Genomic and clinical characterization of linezolid resistance in Enterococcus species from cancer patients in China.

BACKGROUND

Immunocompromised cancer patients represent a susceptible population for enterococcal infections. While linezolid remains the primary therapeutic option for vancomycin-resistant Enterococcus (VRE) infections, the emergence of linezolid-resistant Enterococcus (LRE) worldwide has not only exacerbated public health risks but also posed significant challenges to clinical treatment. This study aimed to analyze the prevalence of LRE isolates among cancer patients in China and to investigate the mechanisms of linezolid resistance.

METHODS

A total of 656 non-repetitive Enterococcus isolates were collected. The susceptibility of Enterococcus to linezolid was determined using the broth microdilution method, and the mechanisms of linezolid resistance were explored through whole-genome sequencing.

RESULTS

Among 656 isolates, 22 (3.35%) of Enterococcus were found to be resistant to linezolid.
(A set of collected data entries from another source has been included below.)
use genkv::server;

#[cfg(all(feature = "jemallocator", not(target_env = "msvc")))]
use jemallocator::Jemalloc;

#[cfg(all(feature = "jemallocator", not(target_env = "msvc")))]
#[global_allocator]
static GLOBAL: Jemalloc = Jemalloc;

fn main() {
    server::main::run(std::env::args().collect());
}
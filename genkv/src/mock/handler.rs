use super::faulty_engine::FaultyEngine;
use super::mock_server::{create_global_lock_server, create_striped_server, MockServer};
use crate::server::handler::{Handler, HandlerConfig};
use std::sync::Arc;
use tokio::io::{AsyncReadExt, AsyncWriteExt};

pub struct HandlerWithEngine {
    pub handler: Handler,
    pub engine: Arc<FaultyEngine>,
}

impl HandlerWithEngine {
    pub fn new(server: MockServer, config: HandlerConfig) -> HandlerWithEngine {
        HandlerWithEngine {
            handler: Handler::new(server.storage, config),
            engine: server.engine,
        }
    }

    /// Sends `input` over a fresh in-process connection, closes the
    /// input and returns everything written back.
    pub async fn session(&self, input: &[u8]) -> Vec<u8> {
        let (mut writer, mut reader) = self.handler.new_conn();
        let write = async {
            writer.write_all(input).await.unwrap();
            writer.shutdown().await.unwrap();
        };
        let read = async {
            let mut output = Vec::new();
            reader.read_to_end(&mut output).await.unwrap();
            output
        };
        let ((), output) = tokio::join!(write, read);
        output
    }
}

pub fn create_global_lock_handler() -> HandlerWithEngine {
    HandlerWithEngine::new(create_global_lock_server(), HandlerConfig::default())
}

pub fn create_striped_handler() -> HandlerWithEngine {
    HandlerWithEngine::new(create_striped_server(), HandlerConfig::default())
}

pub fn create_handler_with_config(config: HandlerConfig) -> HandlerWithEngine {
    HandlerWithEngine::new(create_striped_server(), config)
}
The isolates were susceptible to tigecycline, teicoplanin and vancomycin, except for one isolate with vancomycin resistance. The optrA gene was the primary mechanism of acquired linezolid resistance. Eleven LRE isolates had mutations in rplD gene. None of Enterococcus isolates contained cfr or poxtA genes or had mutations in the 23 S rRNA or rplC genes. ST16 (8, 36.36%) was the most prevalent sequence type (ST) in LRE isolates. The optrA gene was predominantly located on the chromosome (15, 68.18%), and was often associated with the fexA gene. The RDK variant (8, 36.36%) was predominant variant of the OptrA protein.

CONCLUSION

The prevalence of LRE in this centre was low (3.35%). The presence of optrA gene was the primary mechanism of acquired linezolid resistance, with ST16 being the most prevalent sequence type. These findings highlight the need for both continued surveillance of LRE and further investigation into the role of OptrA variants in linezolid resistance.